CI director general Richard Lloyd says an "area of concern" brought to light by the report is "how the promotion of drugs by the pharmaceutical companies to doctors can lead to irrational drug use." The report cites drug companies' latest marketing campaigns as probable causes of increased "irrational" drug use. This includes using internet chat groups and product information websites to "inform" the public about diseases without directly promoting a specific product. "This type of 'nice-and-friendly' marketing is often disguised as corporate social responsibility, and has been shown to create a subtle need among consumers to demand drugs for the conditions, while giving consumers a sense of trust in the pharmaceutical companies," the report states.
CI says the public must be skeptical about what drugs their doctor prescribes them, and not to assume they are only safe drugs that they genuinely need; especially considering that drug companies spend twice as much on marketing as they do on research.

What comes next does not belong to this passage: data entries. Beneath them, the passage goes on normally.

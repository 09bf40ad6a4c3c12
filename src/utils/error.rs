//! 统一错误处理
//!
//! 提供应用级错误类型和响应结构：
//! - [`AppError`] - 应用错误枚举
//! - [`AppResponse`] - API 响应结构
//!
//! # 错误码规范
//!
//! | 前缀 | 分类 | 示例 |
//! |------|------|------|
//! | E0xxx | 业务逻辑错误 | E0003 资源不存在 |
//! | E9xxx | 系统错误 | E9002 数据库错误 |
//!
//! # 使用示例
//!
//! ```ignore
//! // 返回错误
//! Err(AppError::not_found("Booking not found"))
//!
//! // 返回成功响应
//! Ok(ok(data))
//! ```

use axum::{
    Json,
    response::{IntoResponse, Response},
};
use http::StatusCode;
use serde::Serialize;
use tracing::error;

/// API 统一响应结构
///
/// ```json
/// {
///   "code": "E0000",
///   "message": "Success",
///   "data": { ... }
/// }
/// ```
#[derive(Debug, Serialize)]
pub struct AppResponse<T> {
    /// 错误码 (E0000 表示成功)
    pub code: String,
    /// 消息
    pub message: String,
    /// 响应数据
    #[serde(skip_serializing_if = "Option::is_none")]
    pub data: Option<T>,
}

/// 应用错误枚举
#[derive(Debug, thiserror::Error)]
pub enum AppError {
    // ========== 业务逻辑错误 (4xx) ==========
    #[error("Resource not found: {0}")]
    /// 资源不存在 (404)
    NotFound(String),

    #[error("Resource already exists: {0}")]
    /// 资源冲突 (409)
    Conflict(String),

    #[error("Validation failed: {0}")]
    /// 验证失败 (400)
    Validation(String),

    #[error("Business rule violation: {0}")]
    /// 业务规则违反 (422)
    BusinessRule(String),

    // ========== 系统错误 (5xx) ==========
    #[error("Database error: {0}")]
    /// 数据库错误 (500)
    Database(String),

    #[error("Internal server error: {0}")]
    /// 内部错误 (500)
    Internal(String),

    #[error("Invalid request: {0}")]
    /// 无效请求 (400)
    Invalid(String),
}

impl IntoResponse for AppError {
    fn into_response(self) -> Response {
        let (status, code, message) = match &self {
            // Not found (404)
            AppError::NotFound(msg) => (StatusCode::NOT_FOUND, "E0003", msg.as_str()),

            // Conflict (409)
            AppError::Conflict(msg) => (StatusCode::CONFLICT, "E0004", msg.as_str()),

            // Validation (400)
            AppError::Validation(msg) => (StatusCode::BAD_REQUEST, "E0002", msg.as_str()),

            // Business rule (422)
            AppError::BusinessRule(msg) => {
                (StatusCode::UNPROCESSABLE_ENTITY, "E0005", msg.as_str())
            }

            // Database errors (500)
            AppError::Database(msg) => {
                error!(target: "database", error = %msg, "Database error occurred");
                (StatusCode::INTERNAL_SERVER_ERROR, "E9002", "Database error")
            }

            // Internal errors (500)
            AppError::Internal(msg) => {
                error!(target: "internal", error = %msg, "Internal error occurred");
                (
                    StatusCode::INTERNAL_SERVER_ERROR,
                    "E9001",
                    "Internal server error",
                )
            }

            // Invalid request (400)
            AppError::Invalid(msg) => (StatusCode::BAD_REQUEST, "E0006", msg.as_str()),
        };

        let body = Json(AppResponse::<()> {
            code: code.to_string(),
            message: message.to_string(),
            data: None,
        });

        (status, body).into_response()
    }
}

// ========== Helper Constructors ==========

impl AppError {
    pub fn not_found(msg: impl Into<String>) -> Self {
        Self::NotFound(msg.into())
    }

    pub fn database(msg: impl Into<String>) -> Self {
        Self::Database(msg.into())
    }

    pub fn validation(msg: impl Into<String>) -> Self {
        Self::Validation(msg.into())
    }
}

impl From<validator::ValidationErrors> for AppError {
    fn from(e: validator::ValidationErrors) -> Self {
        AppError::Validation(e.to_string())
    }
}

impl From<crate::db::repository::RepoError> for AppError {
    fn from(e: crate::db::repository::RepoError) -> Self {
        use crate::db::repository::RepoError;
        match e {
            RepoError::NotFound(msg) => AppError::NotFound(msg),
            RepoError::Duplicate(msg) => AppError::Conflict(msg),
            RepoError::Validation(msg) => AppError::Validation(msg),
            RepoError::Database(msg) => AppError::Database(msg),
        }
    }
}

// ========== Helper functions ==========

/// Create a successful response
pub fn ok<T: Serialize>(data: T) -> Json<AppResponse<T>> {
    Json(AppResponse {
        code: "E0000".to_string(),
        message: "Success".to_string(),
        data: Some(data),
    })
}

/// Create a successful response with custom message
pub fn ok_with_message<T: Serialize>(data: T, message: impl Into<String>) -> Json<AppResponse<T>> {
    Json(AppResponse {
        code: "E0000".to_string(),
        message: message.into(),
        data: Some(data),
    })
}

Half the companies examined in the study had been caught up in controversies concerning their relationships with healthcare professionals between 2001 and 2005. For example, AstraZeneca allegedly promoted its Crestor cholesterol drug by paying doctors' flights, hotels and musical tickets for the doctors attending its conference on the French Riviera. GlazoSmithKline is also being investigated by authorities in Germany and Italy for allegedly corrupting 1,600 German doctors and more than 4,000 Italian doctors with illegal "gifts."
Of the 20 companies cited in the study, only one -- Bristol-Myers Squibb -- provided a marketing code of conduct to consumers.